Line a sieve or collander with the muslin and balance over the sink or a bowl.  Pour the milk mix into the muslin, then fold over the edges of the muslin, so you've got a little cheese parcel.  Sit a weight or something heavy on top of the parcel and leave for a few hours.  Basically you want all the liquid to drain off, so you're left with a quite crumbly soft cheese.

So that's your basic cheese, it's then up to you how much extra faffing you want to do with it.  I did some moderate faff, instructions below.

Choose some herbs and spices that you think will go well with the cheese.  From left to right, I used dried chillies, wild garlic, crushed black pepper corns, pink peppercorns and chopped fresh herbs. 

Line a few holes of a mini muffin/cupcake tin with tin foil (push it in very firmly so it takes the shape of the hole).  Sprinkle in your herb/spice topping so it lines the bottom of the hole. Then spoon in your cheese and push down firmly so there are no gaps or bubbles.  When the hole is full, fold over the top of the foil and give it a further squidge down and cover with something heavy.  Leave in the fridge overnight. 

Remove the cheeses from the mould and delicately remove the foil.  Hopefully they will have firmed up and taken on the shape of the tray, as above. 

Now, must dash, the Millibands and I need to get our Lattitude tickets. 


  1. Hi Morgan,

    I've spent the last 30 minutes engrossed in your blog. Have always wanted to have a go at making goats cheese after making ricotta a couple of times. Love all your recipes, can't wait to have a go at some of them. Also, I know Alex from We3Club, small world eh!
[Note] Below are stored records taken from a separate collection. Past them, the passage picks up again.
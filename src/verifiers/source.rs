use crate::provenance::Provenance;
use crate::utils::GitUri;
use crate::{ProvenanceError, Result};
use log::debug;

const EXPECTED_SOURCE_HOST: &str = "github.com";

/// Check that the build consumed and was triggered from `expected_source_uri`.
///
/// The trigger must carry a ref. The source material must too unless
/// `allow_no_material_ref` is set; when both carry one they must agree.
pub fn verify_source_uri(
    provenance: &dyn Provenance,
    expected_source_uri: &str,
    allow_no_material_ref: bool,
) -> Result<()> {
    let expected = parse_expected_source(expected_source_uri)?;

    let trigger_uri = provenance.trigger_uri()?;
    let trigger = GitUri::parse(&trigger_uri)?;
    let trigger_ref = trigger.git_ref.as_deref().ok_or_else(|| {
        ProvenanceError::MalformedUri(format!("trigger '{}' has no ref", trigger_uri))
    })?;
    if !trigger.same_repository(&expected) {
        return Err(ProvenanceError::MismatchSource(format!(
            "expected source '{}', trigger is '{}'",
            expected.repository(),
            trigger_uri
        )));
    }

    let source_uri = provenance.source_uri()?;
    if source_uri.is_empty() {
        return Err(ProvenanceError::InvalidDssePayload(
            "no source material".into(),
        ));
    }
    let source = GitUri::parse(&source_uri)?;
    if source.git_ref.is_none() && !allow_no_material_ref {
        return Err(ProvenanceError::MalformedUri(format!(
            "source material '{}' has no ref",
            source_uri
        )));
    }
    if !source.same_repository(&expected) {
        return Err(ProvenanceError::MismatchSource(format!(
            "expected source '{}', material is '{}'",
            expected.repository(),
            source_uri
        )));
    }

    if let Some(source_ref) = source.git_ref.as_deref() {
        if source_ref != trigger_ref {
            return Err(ProvenanceError::InvalidDssePayload(format!(
                "material ref '{}' does not match trigger ref '{}'",
                source_ref, trigger_ref
            )));
        }
    }

    debug!(
        "Source '{}' verified at ref '{}'",
        expected.repository(),
        trigger_ref
    );
    Ok(())
}

fn parse_expected_source(expected_source_uri: &str) -> Result<GitUri> {
    let expected = GitUri::parse(expected_source_uri)?;
    if let Some(git_ref) = &expected.git_ref {
        return Err(ProvenanceError::MalformedUri(format!(
            "expected source '{}' must not carry a ref ('{}')",
            expected_source_uri, git_ref
        )));
    }
    if expected.host != EXPECTED_SOURCE_HOST {
        return Err(ProvenanceError::MalformedUri(format!(
            "expected source must be a {} repository, got '{}'",
            EXPECTED_SOURCE_HOST, expected_source_uri
        )));
    }
    Ok(expected)
}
  2. Hey! I think I actually found you through Alex, she mentioned your blog a while back and then came across it again today when doing some supper club scouting (my next project). Definitely try the goat's cheese, I actually adapted it from a ricotta recipe, so it's no different to make yet slightly more interesting tasting.

    Am v jealous of your photography skills - have never bothered to read the instructions of my SLR and as soon as there's food in front of me I just want to point, shoot and gobble so everything ends up a bit half-arsed!